START SOURCE MATERIAL
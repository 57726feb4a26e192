mod bus;
mod cpu;
mod instruction;

use crate::cpu::Cpu;
use crate::image::Image;

/// Place `words` at the bottom of RAM and run until the zero word reaches
/// the decode slot.
fn run_words(words: &[u32]) -> Cpu {
    let mut cpu = Cpu::new();
    cpu.bus.load_image(&Image::from_words(words));
    cpu.run();
    cpu
}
END SOURCE MATERIAL
- _AIM OF THE EXERCISE_:
Nothing but the lines from the one containing "cpu.bus.load_image(&Image::from_words(words));" through the last line of the data above should be given again, each exactly as it stands.

- _SOLUTION TO THIS EXERCISE_:
    cpu.bus.load_image(&Image::from_words(words));
    cpu.run();
    cpu
}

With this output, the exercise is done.